Richard Ford's newest novel, The Lay of the Land, is the third in a trilogy, as readers meet again Frank Bascombe, the protagonist of his novels The Sportswriter and Independence Day. The first two novels in the trilogy received PEN/Faulkner Awards, and Independence Day was further recognized with the Pulitzer Prize for Fiction. Ford is the only writer to be recognized with both the Pen/Faulkner and the Pulitzer for the same work. Ford’s work has also been recognized with a Guggenheim Fellowship, two grants from the National Endowment for the Arts, an American Academy of Arts and Letters Award for Literature, and the 1994 Rea Award for contribution to the short story as an art form. His other works include the novels The Ultimate Good Luck, A Piece of My Heart, and Wildlife, as well as the short story collections Rock Springs, Women with Men: Three Stories, and A Multitude of Sins: Stories.

Valerie Miner
November 5, Gambrell Auditorium

Valerie Miner : Widely published and widely traveled, Valerie Miner has written thirteen novels and short story collections. The latest of these works is her lauded novel After Eden. Her other works include Range of Light, A Walking Fire, Winter's Edge, Blood Sisters, All Good Women, Movement: A Novel in Stories, and Murder in the English Department. She has been recognized with fellowships and awards from The Rockefeller Foundation, The McKnight Foundation, The NEA, and The Australia Council Literary Arts Board, among other organizations. She has had Fulbright Fellowships to Tunisia and India. Her work can be found in numerous anthologies, as well as The Georgia Review, New Letters, Ploughshares, The Village Voice, Prairie Schooner, The Gettysburg Review, The Women’s Review of Books, The Nation and other journals.
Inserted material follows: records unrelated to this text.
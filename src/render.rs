//! Rendering of a campaign template for one recipient.

use crate::model::Recipient;

/// Turns a campaign template into the content sent to one recipient.
pub trait TemplateRenderer: Send + Sync {
    fn render(&self, template: &str, recipient: &Recipient) -> String;
}

/// Replaces `{{field}}` placeholders with recipient fields.
///
/// Known fields are `firstName`, `lastName`, `name`, `phone` and `address`;
/// any other name is looked up in the recipient's custom fields.
/// Unknown placeholders render as empty text.
#[derive(Debug, Default, Clone, Copy)]
pub struct PlaceholderRenderer;

impl PlaceholderRenderer {
    fn lookup(recipient: &Recipient, field: &str) -> String {
        match field {
            "firstName" => recipient.first_name.clone().unwrap_or_default(),
            "lastName" => recipient.last_name.clone().unwrap_or_default(),
            "name" => recipient.full_name(),
            "phone" | "address" => recipient.address.clone(),
            other => recipient
                .custom_fields
                .get(other)
                .cloned()
                .unwrap_or_default(),
        }
    }
}

impl TemplateRenderer for PlaceholderRenderer {
    fn render(&self, template: &str, recipient: &Recipient) -> String {
        let mut out = String::with_capacity(template.len());
        let mut rest = template;

        while let Some(start) = rest.find("{{") {
            out.push_str(&rest[..start]);
            let after = &rest[start + 2..];
            match after.find("}}") {
                Some(end) => {
                    out.push_str(&Self::lookup(recipient, after[..end].trim()));
                    rest = &after[end + 2..];
                }
                None => {
                    // unterminated, keep verbatim
                    out.push_str(&rest[start..]);
                    rest = "";
                }
            }
        }
        out.push_str(rest);
        out
    }
}

#[cfg(test)]
mod tests {
    use super::*;

    #[test]
    fn test_render_known_and_custom_fields() {
        let mut recipient = Recipient::new("+15550100").with_name("Ada", "Lovelace");
        recipient
            .custom_fields
            .insert("city".to_string(), "London".to_string());

        let rendered = PlaceholderRenderer.render(
            "Hi {{firstName}} ({{ name }}) from {{city}}, reply to {{phone}}",
            &recipient,
        );
        assert_eq!(
            rendered,
            "Hi Ada (Ada Lovelace) from London, reply to +15550100"
        );
    }

    #[test]
    fn test_render_missing_and_unterminated() {
        let recipient = Recipient::new("+15550100");
        assert_eq!(
            PlaceholderRenderer.render("Hi {{firstName}}!", &recipient),
            "Hi !"
        );
        assert_eq!(
            PlaceholderRenderer.render("Hi {{firstName", &recipient),
            "Hi {{firstName"
        );
    }
}
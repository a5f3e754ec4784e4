//! Core rate limiter implementation.

use std::sync::Arc;
use std::time::Duration;

use chrono::{DateTime, FixedOffset, Local, TimeZone, Utc};
use parking_lot::Mutex;
use rand::Rng;
use serde::{Deserialize, Serialize};
use tracing::{debug, info, trace};

use super::window::SlidingWindow;
use crate::clock::Clock;
use crate::config::RateLimitingConfig;
use crate::error::{PacerError, Result};
use crate::store::{load_json, save_json, StateStore, RATE_LIMITER_KEY};

/// Limits and pacing applied to every send.
#[derive(Debug, Clone)]
pub struct RateLimitSettings {
    /// Maximum sends inside one sliding window
    pub hourly_cap: u32,
    /// Maximum sends per calendar day
    pub daily_cap: u32,
    /// Length of the sliding window
    pub window: Duration,
    /// Minimum spacing between two sends
    pub min_interval: Duration,
    /// Bounds of the random extra delay added before each send
    pub jitter: (Duration, Duration),
    /// Zone used to find midnight; local time when `None`
    pub reset_offset: Option<FixedOffset>,
}

impl RateLimitSettings {
    pub fn from_config(config: &RateLimitingConfig) -> Result<Self> {
        Ok(Self {
            hourly_cap: config.hourly_cap,
            daily_cap: config.daily_cap,
            window: config.window(),
            min_interval: config.min_interval(),
            jitter: (
                Duration::from_millis(config.jitter_min_ms),
                Duration::from_millis(config.jitter_max_ms),
            ),
            reset_offset: config.reset_offset()?,
        })
    }
}

impl Default for RateLimitSettings {
    fn default() -> Self {
        Self {
            hourly_cap: 60,
            daily_cap: 1000,
            window: Duration::from_secs(3600),
            min_interval: Duration::from_secs(2),
            jitter: (Duration::ZERO, Duration::from_secs(1)),
            reset_offset: None,
        }
    }
}

/// Persisted limiter counters.
#[derive(Debug, Clone, PartialEq, Serialize, Deserialize)]
struct LimiterState {
    window: SlidingWindow,
    daily_count: u32,
    daily_reset_at: DateTime<Utc>,
}

impl LimiterState {
    fn fresh(now: DateTime<Utc>, offset: Option<FixedOffset>) -> Self {
        Self {
            window: SlidingWindow::new(),
            daily_count: 0,
            daily_reset_at: next_midnight(now, offset),
        }
    }

    /// Start a new day once the reset boundary has passed.
    fn roll_over(&mut self, now: DateTime<Utc>, offset: Option<FixedOffset>) -> bool {
        if now < self.daily_reset_at {
            return false;
        }
        debug!(
            previous_count = self.daily_count,
            reset_at = %self.daily_reset_at,
            "Daily limit window rolled over"
        );
        *self = Self::fresh(now, offset);
        true
    }
}

/// Snapshot of the limiter's budget.
#[derive(Debug, Clone, PartialEq, Eq, Serialize, Deserialize)]
pub struct LimiterStatus {
    pub sent_this_hour: u32,
    pub sent_today: u32,
    pub hourly_remaining: u32,
    pub daily_remaining: u32,
    pub next_reset_at: DateTime<Utc>,
}

/// Sliding-window and daily-cap limiter shared by the whole process.
///
/// Sends are serialized: concurrent [`await_slot`](Self::await_slot) callers
/// queue behind each other.
pub struct RateLimiter {
    settings: RateLimitSettings,
    state: Mutex<LimiterState>,
    slot: tokio::sync::Mutex<()>,
    clock: Arc<dyn Clock>,
    persistence: Arc<dyn StateStore>,
}

impl RateLimiter {
    /// Build the limiter from persisted state, or start fresh.
    pub async fn load(
        settings: RateLimitSettings,
        clock: Arc<dyn Clock>,
        persistence: Arc<dyn StateStore>,
    ) -> Result<Self> {
        let now = clock.now();
        let mut state = load_json::<LimiterState>(persistence.as_ref(), RATE_LIMITER_KEY)
            .await?
            .unwrap_or_else(|| LimiterState::fresh(now, settings.reset_offset));
        state.roll_over(now, settings.reset_offset);
        state.window.prune(now, settings.window);

        info!(
            sent_today = state.daily_count,
            sent_this_hour = state.window.len(),
            daily_cap = settings.daily_cap,
            hourly_cap = settings.hourly_cap,
            "Rate limiter initialized"
        );

        Ok(Self {
            settings,
            state: Mutex::new(state),
            slot: tokio::sync::Mutex::new(()),
            clock,
            persistence,
        })
    }

    pub fn settings(&self) -> &RateLimitSettings {
        &self.settings
    }

    /// True while today's count is below the daily cap.
    pub fn can_send_now(&self) -> bool {
        let mut state = self.state.lock();
        state.roll_over(self.clock.now(), self.settings.reset_offset);
        state.daily_count < self.settings.daily_cap
    }

    /// Wait until one more send is allowed, then record it.
    ///
    /// Fails with [`PacerError::RateLimitExceeded`] instead of waiting when
    /// the daily cap is already reached.
    pub async fn await_slot(&self) -> Result<()> {
        let _slot = self.slot.lock().await;
        let offset = self.settings.reset_offset;

        let hourly_wait = {
            let mut state = self.state.lock();
            let now = self.clock.now();
            state.roll_over(now, offset);
            if state.daily_count >= self.settings.daily_cap {
                return Err(PacerError::RateLimitExceeded {
                    limit: self.settings.daily_cap,
                });
            }
            state.window.prune(now, self.settings.window);
            state
                .window
                .wait_for_room(now, self.settings.window, self.settings.hourly_cap)
        };

        if let Some(wait) = hourly_wait {
            info!(
                wait_secs = wait.as_secs(),
                hourly_cap = self.settings.hourly_cap,
                "Hourly limit reached, waiting for the window to open"
            );
            self.clock.sleep(wait).await;
            let now = self.clock.now();
            let mut state = self.state.lock();
            state.roll_over(now, offset);
            state.window.prune(now, self.settings.window);
        }

        let spacing = self
            .state
            .lock()
            .window
            .spacing_remaining(self.clock.now(), self.settings.min_interval);
        if let Some(wait) = spacing {
            trace!(wait_ms = wait.as_millis() as u64, "Enforcing minimum spacing");
            self.clock.sleep(wait).await;
        }

        let jitter = self.jitter();
        if !jitter.is_zero() {
            trace!(wait_ms = jitter.as_millis() as u64, "Applying pacing jitter");
            self.clock.sleep(jitter).await;
        }

        let snapshot = {
            let mut state = self.state.lock();
            let now = self.clock.now();
            state.roll_over(now, offset);
            state.window.record(now);
            state.daily_count += 1;
            state.clone()
        };
        self.persist(&snapshot).await
    }

    /// Current budget, after applying rollover and pruning.
    pub fn status(&self) -> LimiterStatus {
        let mut state = self.state.lock();
        let now = self.clock.now();
        state.roll_over(now, self.settings.reset_offset);
        state.window.prune(now, self.settings.window);

        let sent_this_hour = state.window.len() as u32;
        LimiterStatus {
            sent_this_hour,
            sent_today: state.daily_count,
            hourly_remaining: self.settings.hourly_cap.saturating_sub(sent_this_hour),
            daily_remaining: self.settings.daily_cap.saturating_sub(state.daily_count),
            next_reset_at: state.daily_reset_at,
        }
    }

    /// Forget all recorded sends.
    pub async fn reset(&self) -> Result<()> {
        let snapshot = {
            let mut state = self.state.lock();
            *state = LimiterState::fresh(self.clock.now(), self.settings.reset_offset);
            state.clone()
        };
        info!("Rate limiter reset");
        self.persist(&snapshot).await
    }

    fn jitter(&self) -> Duration {
        let (min, max) = self.settings.jitter;
        if max <= min {
            return min;
        }
        let ms = rand::thread_rng().gen_range(min.as_millis() as u64..=max.as_millis() as u64);
        Duration::from_millis(ms)
    }

    async fn persist(&self, state: &LimiterState) -> Result<()> {
        save_json(self.persistence.as_ref(), RATE_LIMITER_KEY, state).await
    }
}

/// The first midnight strictly after `now`, in the given zone.
pub fn next_midnight(now: DateTime<Utc>, offset: Option<FixedOffset>) -> DateTime<Utc> {
    match offset {
        Some(offset) => midnight_after(now.with_timezone(&offset)),
        None => midnight_after(now.with_timezone(&Local)),
    }
}

fn midnight_after<Tz: TimeZone>(local: DateTime<Tz>) -> DateTime<Utc> {
    let tz = local.timezone();
    local
        .date_naive()
        .succ_opt()
        .and_then(|day| day.and_hms_opt(0, 0, 0))
        .and_then(|midnight| {
            // Midnight can fall in a DST gap in a few zones.
            tz.from_local_datetime(&midnight)
                .earliest()
                .or_else(|| {
                    tz.from_local_datetime(&(midnight + chrono::Duration::hours(1)))
                        .earliest()
                })
        })
        .map(|t| t.with_timezone(&Utc))
        .unwrap_or_else(|| local.with_timezone(&Utc) + chrono::Duration::days(1))
}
She is now an artist-in-residence and professor at Stanford University while still traveling internationally for readings, lectures and workshops.


Valerie Miner

Valerie Miner

Sophie Gee

Sophie Gee

Sophie Gee
November 12, Gambrell Auditorium

Sophie Gee, an Australian with a brilliant academic history as a graduate student at Harvard, was promptly awarded, on graduation, a position at Princeton where she teaches eighteenth-century literature.  Her novel, The Scandal of the Season, was an instant critical and commercial success across the western and European worlds, and is published in multiple translations.   The novel is based on Alexander Pope's famous poem "The Rape of the Lock" and Sophie Gee has edited a new edition, with commentary, on that poem.  As one critic has noted of her novel: "A seduction reminiscent of Dangerous Liaisons…  The Scandal of the Season captures the breezy poetic romance of Shakespeare in Love recast to star Alexander Pope."

 

Jane Hamilton
November 19, Gambrell Auditorium

Jane Hamilton was catapulted to worldwide recognition when her novel A Map of the World was chosen by Oprah as a Book Club selection.   Hamilton had already won a PEN/Hemingway Award for her debut novel The Book of Ruth.  Since then, The Short History of a Prince was shortlisted for Great Britain's Orange Prize. Since 2000, Hamilton has published Disobedience and When Madeline Was Young.   Her short stories have appeared in The Best American Short Stories and she is in great demand as an exceptionally intelligent and entertaining public speaker.